Current Topics in Physics
Prereq: PHYS 2811; or permission of the Department
This course will introduce students to current topics and trends in physics which are not represented in other courses in the curriculum. This will be a seminar format course with sessions led by students, faculty and guest speakers. A key part of the course will be development of skills for identification and critical evaluation of primary literature in physics. (Format: Seminar)

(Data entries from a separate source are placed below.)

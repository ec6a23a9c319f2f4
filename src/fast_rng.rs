// Per-event random stream built on a PCG-LCG generator.
//
// Every event gets its own stream by jumping the base seed ahead a fixed
// stride per event index, so events can be generated in any order (or in
// parallel) and still reproduce bit for bit.

use rand::{RngCore, SeedableRng};

/// LCG multiplier
const PRN_MULT: u64 = 6364136223846793005;
/// LCG additive constant
const PRN_ADD: u64 = 1442695040888963407;
/// Draws reserved per event before streams overlap.
pub const EVENT_STRIDE: u64 = 1 << 40;

/// PCG generator with RXS-M-XS output permutation and O(log n) skip-ahead.
#[derive(Clone, Copy, Debug)]
pub struct EventRng {
    state: u64,
}

impl EventRng {
    #[inline]
    pub fn new(seed: u64) -> Self {
        Self { state: seed }
    }

    /// Stream for event `index` of a run seeded with `seed`.
    pub fn for_event(seed: u64, index: u64) -> Self {
        Self::new(skip_ahead(seed, index.wrapping_mul(EVENT_STRIDE)))
    }

    /// Uniform f64 in [0, 1).
    #[inline(always)]
    pub fn uniform(&mut self) -> f64 {
        (self.next_u64() as f64) * 5.421010862427522e-20
    }

    /// Advance the stream by `n` draws without generating them.
    pub fn advance(&mut self, n: u64) {
        self.state = skip_ahead(self.state, n);
    }
}

/// LCG state after `n` steps from `state`.
fn skip_ahead(state: u64, mut n: u64) -> u64 {
    let mut g = PRN_MULT;
    let mut c = PRN_ADD;
    let mut g_new: u64 = 1;
    let mut c_new: u64 = 0;
    while n > 0 {
        if n & 1 == 1 {
            g_new = g_new.wrapping_mul(g);
            c_new = c_new.wrapping_mul(g).wrapping_add(c);
        }
        c = g.wrapping_add(1).wrapping_mul(c);
        g = g.wrapping_mul(g);
        n >>= 1;
    }
    g_new.wrapping_mul(state).wrapping_add(c_new)
}

impl SeedableRng for EventRng {
    type Seed = [u8; 8];

    fn from_seed(seed: Self::Seed) -> Self {
        Self::new(u64::from_le_bytes(seed))
    }
}

impl RngCore for EventRng {
    #[inline(always)]
    fn next_u32(&mut self) -> u32 {
        (self.next_u64() >> 32) as u32
    }

    #[inline(always)]
    fn next_u64(&mut self) -> u64 {
        self.state = PRN_MULT.wrapping_mul(self.state).wrapping_add(PRN_ADD);

        let word = ((self.state >> ((self.state >> 59) + 5)) ^ self.state)
            .wrapping_mul(12605985483714917081);
        (word >> 43) ^ word
    }

    #[inline]
    fn fill_bytes(&mut self, dest: &mut [u8]) {
        for chunk in dest.chunks_mut(8) {
            let bytes = self.next_u64().to_le_bytes();
            chunk.copy_from_slice(&bytes[..chunk.len()]);
        }
    }

    #[inline]
    fn try_fill_bytes(&mut self, dest: &mut [u8]) -> Result<(), rand::Error> {
        self.fill_bytes(dest);
        Ok(())
    }
}

#[cfg(test)]
mod tests {
    use super::*;
    use rand::Rng;

    #[test]
    fn test_deterministic() {
        let mut rng1 = EventRng::new(12345);
        let mut rng2 = EventRng::new(12345);
        for _ in 0..100 {
            assert_eq!(rng1.uniform(), rng2.uniform());
        }
    }

    #[test]
    fn test_uniform_range() {
        let mut rng = EventRng::new(42);
        for _ in 0..10000 {
            let val = rng.uniform();
            assert!((0.0..1.0).contains(&val), "value {} out of range", val);
        }
    }

    #[test]
    fn test_skip_ahead_matches_stepping() {
        let mut stepped = EventRng::new(2024);
        for _ in 0..1000 {
            stepped.next_u64();
        }
        let mut jumped = EventRng::new(2024);
        jumped.advance(1000);
        assert_eq!(stepped.next_u64(), jumped.next_u64());
    }

    #[test]
    fn test_event_streams_are_distinct_and_stable() {
        let a = EventRng::for_event(7, 0).gen::<f64>();
        let b = EventRng::for_event(7, 1).gen::<f64>();
        assert_ne!(a, b);
        assert_eq!(EventRng::for_event(7, 1).gen::<f64>(), b);

        let mut base = EventRng::new(7);
        base.advance(EVENT_STRIDE);
        assert_eq!(base.gen::<f64>(), b);
    }

    #[test]
    fn test_stride_covers_worst_case_event() {
        // 5 groups of 18 products, 1200 decays each, 100 retries
        let draws_per_decay = 2 * 3 * 18;
        let worst = 100 * 5 * 1200 * draws_per_decay as u64;
        assert!(EVENT_STRIDE > 1000 * worst);

        let mut far = EventRng::new(7);
        far.advance(3 * EVENT_STRIDE);
        assert_eq!(far.next_u64(), EventRng::for_event(7, 3).next_u64());
    }
}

Independent Study in Physics
This course permits senior students, under the direction of faculty members, to pursue their interest in areas not covered, or not covered in depth, by other courses through a program of independent study. [Note 1: Permission of the Department/Program Advisor. Students must obtain consent of an instructor who is willing to be a supervisor and must register for the course prior to the last day for change of registration in the term during which the course is being taken. Note 2: A program on Independent Study cannot duplicate subject matter covered through regular course offerings. Note 3: Students may register for PHYS 4950/51 more than once, provided the subject matter differs.] (Format: Independent Study)
Independent Study in Physics
This course permits senior students, under the direction of faculty members, to pursue their interest in areas not covered, or not covered in depth, by other courses through a program of independent study. [Note 1: Permission of the Department/Program Advisor. Students must obtain consent of an instructor who is willing to be a supervisor and must register for the course prior to the last day for change of registration in the term during which the course is being taken. Note 2: A program on Independent Study cannot duplicate subject matter covered through regular course offerings. Note 3: Students may register for PHYS 4950/51 more than once, provided the subject matter differs.] (Format: Independent Study)
Honours Thesis
Normally, a student electing this course is expected to accomplish work equivalent to any fourth year course. Students are encouraged, but not required, to work on the project in the Department during the summer immediately preceding the senior year. The topic often involves experimental work, but must have a theoretical component. (Format: Independent Study/Thesis)
Special Topic in Physics
This course either focuses on topics not covered by the current course offerings in a department or program or offers the opportunity to pilot a course that is being considered for inclusion in the regular program. [Note 1: Prerequisite set by Department/Program when the topic and level are announced. Note 2: When a Department or Program intends to offer a course under this designation, it must submit course information, normally at least three months in advance, to the Dean. Note 3: Students may register for PHYS 4991 more than once, provided the subject matter differs.] (Format: Variable)